The surprising abundance of this type of fish at a site from the early Silurian Period might just be due to lucky fossilization conditions — the small, delicate bones of X. mirabilis and the other jawed fishes found at Chongqing would be harder to preserve than the larger jawless specimens of the time, or the more robust toothy bony fishes of the later Devonian Period. But another possibility is that this site is an outlier in its time that just happened to be popular with the placoderms.
A heavily armored, diminutive shark
Two types of jawed fish arose around 450 million years ago — and both make an appearance at the Chongqing site. The new site is remarkable for its diversity of osteichthyans, bony jawed fishes like X. mirabilis. But cartilaginous Shenacanthus vermiformis also spent some time in this environment.
S. vermiformis is represented by only a single specimen at Chongqing, but like X. mirabilis, it is excellently preserved from head to tail. It was diminutive too, just 22 millimeters long. Though it had a similar body plan to other chondrichthyans, it did differ in one key way: Like X. mirabilis, S. vermiformis was heavily armored, with extensive plates on its underside and back.
A time of transition
The Chinese site isn’t just shedding light on ancient jawed fish — it offers a window into the evolutionary transition of body features from jawless to jawed species.
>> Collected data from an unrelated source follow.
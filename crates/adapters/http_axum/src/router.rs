//! Axum router assembly.

use axum::Router;
use axum::routing::get;
use tower_http::trace::TraceLayer;

use hivekeep_app::ports::{ChildStore, RecordStore, UserContext};
use hivekeep_domain::hive::Hive;
use hivekeep_domain::hive_section::HiveSection;
use hivekeep_domain::product::CatalogueProduct;
use hivekeep_domain::product_category::ProductCategory;

use crate::state::AppState;

/// Build the top-level axum [`Router`].
///
/// Nests the API routes under `/api` and again under `/api/v1`.
/// Includes a [`TraceLayer`] that logs each HTTP request/response at the
/// `DEBUG` level using the `tracing` ecosystem.
pub fn build<HS, SS, CS, PS, U>(state: AppState<HS, SS, CS, PS, U>) -> Router
where
    HS: RecordStore<Hive> + Send + Sync + 'static,
    SS: ChildStore<HiveSection> + Send + Sync + 'static,
    CS: RecordStore<ProductCategory> + Send + Sync + 'static,
    PS: ChildStore<CatalogueProduct> + Send + Sync + 'static,
    U: UserContext + Send + Sync + 'static,
{
    Router::new()
        .route("/health", get(health_check))
        .nest("/api", crate::api::routes())
        .nest("/api/v1", crate::api::routes())
        .layer(TraceLayer::new_for_http())
        .with_state(state)
}

async fn health_check() -> &'static str {
    "OK"
}

#[cfg(test)]
mod tests {
    use std::future::Future;

    use axum::body::Body;
    use axum::http::{Request, StatusCode, header};
    use http_body_util::BodyExt;
    use tower::ServiceExt;

    use hivekeep_app::ports::StaticUser;
    use hivekeep_domain::error::HiveKeepError;
    use hivekeep_domain::id::UserId;
    use hivekeep_domain::record::{Draft, Page, Record};

    use super::*;

    /// Store that holds nothing, accepts every parent and assigns id 1.
    struct EmptyStore;

    impl<R> RecordStore<R> for EmptyStore
    where
        R: Record,
        R::Id: From<i64>,
        R::ChildCount: Default,
    {
        fn find_by_id(
            &self,
            _id: R::Id,
        ) -> impl Future<Output = Result<Option<R>, HiveKeepError>> + Send {
            async { Ok(None) }
        }

        fn find_by_code(
            &self,
            _code: &str,
            _except: Option<R::Id>,
        ) -> impl Future<Output = Result<Option<R>, HiveKeepError>> + Send {
            async { Ok(None) }
        }

        fn parent_exists(
            &self,
            _parent: R::Parent,
        ) -> impl Future<Output = Result<bool, HiveKeepError>> + Send {
            async { Ok(true) }
        }

        fn list(&self, _page: Page) -> impl Future<Output = Result<Vec<R>, HiveKeepError>> + Send {
            async { Ok(Vec::new()) }
        }

        fn count_children(
            &self,
            _id: R::Id,
        ) -> impl Future<Output = Result<R::ChildCount, HiveKeepError>> + Send {
            async { Ok(R::ChildCount::default()) }
        }

        fn insert(&self, draft: Draft<R>) -> impl Future<Output = Result<R, HiveKeepError>> + Send {
            async move { Ok(R::from_draft(R::Id::from(1), draft)) }
        }

        fn save(&self, _record: &R) -> impl Future<Output = Result<(), HiveKeepError>> + Send {
            async { Ok(()) }
        }

        fn remove(&self, _id: R::Id) -> impl Future<Output = Result<(), HiveKeepError>> + Send {
            async { Ok(()) }
        }
    }

    impl<R> ChildStore<R> for EmptyStore
    where
        R: Record,
        R::Id: From<i64>,
        R::ChildCount: Default,
    {
        fn list_by_parent(
            &self,
            _parent: R::Parent,
            _page: Page,
        ) -> impl Future<Output = Result<Vec<R>, HiveKeepError>> + Send {
            async { Ok(Vec::new()) }
        }
    }

    fn app() -> Router {
        build(AppState::new(
            EmptyStore,
            EmptyStore,
            EmptyStore,
            EmptyStore,
            StaticUser(UserId::new(1)),
        ))
    }

    async fn send(request: Request<Body>) -> (StatusCode, axum::http::HeaderMap, Vec<u8>) {
        let response = app().oneshot(request).await.unwrap();
        let status = response.status();
        let headers = response.headers().clone();
        let body = response.into_body().collect().await.unwrap().to_bytes();
        (status, headers, body.to_vec())
    }

    fn get(uri: &str) -> Request<Body> {
        Request::builder().uri(uri).body(Body::empty()).unwrap()
    }

    fn json(method: &str, uri: &str, body: &str) -> Request<Body> {
        Request::builder()
            .method(method)
            .uri(uri)
            .header(header::CONTENT_TYPE, "application/json")
            .body(Body::from(body.to_string()))
            .unwrap()
    }

    #[tokio::test]
    async fn should_return_ok_when_health_check_called() {
        let (status, _, body) = send(get("/health")).await;

        assert_eq!(status, StatusCode::OK);
        assert_eq!(body, b"OK");
    }

    #[tokio::test]
    async fn should_return_empty_list_under_both_prefixes() {
        for uri in ["/api/hives", "/api/v1/hives", "/api/categories?start=0&amount=5"] {
            let (status, _, body) = send(get(uri)).await;
            assert_eq!(status, StatusCode::OK, "{uri}");
            assert_eq!(body, b"[]", "{uri}");
        }
    }

    #[tokio::test]
    async fn should_return_not_found_when_hive_is_missing() {
        let (status, _, body) = send(get("/api/hives/7")).await;

        assert_eq!(status, StatusCode::NOT_FOUND);
        let body: serde_json::Value = serde_json::from_slice(&body).unwrap();
        assert_eq!(body["error"], "Hive 7 not found");
    }

    #[tokio::test]
    async fn should_return_bad_request_when_id_is_malformed() {
        let (status, _, _) = send(get("/api/products/abc")).await;
        assert_eq!(status, StatusCode::BAD_REQUEST);
    }

    #[tokio::test]
    async fn should_return_bad_request_when_status_flag_is_unknown() {
        let request = Request::builder()
            .method("PUT")
            .uri("/api/hives/1/status/maybe")
            .body(Body::empty())
            .unwrap();

        let (status, _, _) = send(request).await;

        assert_eq!(status, StatusCode::BAD_REQUEST);
    }

    #[tokio::test]
    async fn should_return_bad_request_when_body_is_malformed() {
        let (status, _, body) = send(json("POST", "/api/sections/add/1", "{\"name\":")).await;

        assert_eq!(status, StatusCode::BAD_REQUEST);
        let body: serde_json::Value = serde_json::from_slice(&body).unwrap();
        assert!(body["error"].as_str().unwrap().starts_with("malformed request body"));
    }

    #[tokio::test]
    async fn should_return_bad_request_when_paging_is_malformed() {
        let (status, _, _) = send(get("/api/products?start=-4")).await;
        assert_eq!(status, StatusCode::BAD_REQUEST);
    }

    #[tokio::test]
    async fn should_return_created_with_location_when_hive_added() {
        let (status, headers, body) = send(json(
            "POST",
            "/api/hives/add",
            r#"{"name":"North","code":"NORTH","address":"1 Dock Road"}"#,
        ))
        .await;

        assert_eq!(status, StatusCode::CREATED);
        assert_eq!(headers[header::LOCATION], "/api/hives/1");
        let body: serde_json::Value = serde_json::from_slice(&body).unwrap();
        assert_eq!(body["code"], "NORTH");
        assert_eq!(body["isDeleted"], false);
        assert_eq!(body["createdBy"], 1);
    }

    #[tokio::test]
    async fn should_point_location_at_versioned_prefix_when_created_under_v1() {
        let (status, headers, _) = send(json(
            "POST",
            "/api/v1/categories/add",
            r#"{"name":"Tools","code":"TOOLS"}"#,
        ))
        .await;

        assert_eq!(status, StatusCode::CREATED);
        assert_eq!(headers[header::LOCATION], "/api/v1/categories/1");
    }

    #[tokio::test]
    async fn should_return_bad_request_when_hive_code_has_wrong_length() {
        let (status, _, _) = send(json(
            "POST",
            "/api/v1/hives/add",
            r#"{"name":"North","code":"NO"}"#,
        ))
        .await;

        assert_eq!(status, StatusCode::BAD_REQUEST);
    }
}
One newly discovered jawless creature, dubbed Tujiaaspis vividus, turns out to be closely related to a group of jawed fishes called galeaspids, researchers report in a separate paper in the same issue of Nature.
The well-preserved fossils of T. vividus open up new opportunities to learn how its jawed relatives acquired their arrangements of fins, a transition for which there has been little previous evidence, writes Matt Friedman, a paleontologist at the University of Michigan in Ann Arbor, in a commentary in the same issue of Nature. That’s because galeaspids have distinctive head shields, but scientists haven’t previously been able to peer beneath these fossilized shields to study the hidden anatomy.
Thanks to these close relatives, the researchers pieced together how paired fins in the jawless fish evolved in stages to become separate pectoral and pelvic fins in their jawed cousins. Such fins are the precursors of arms and legs in later tetrapods (SN: 5/30/18).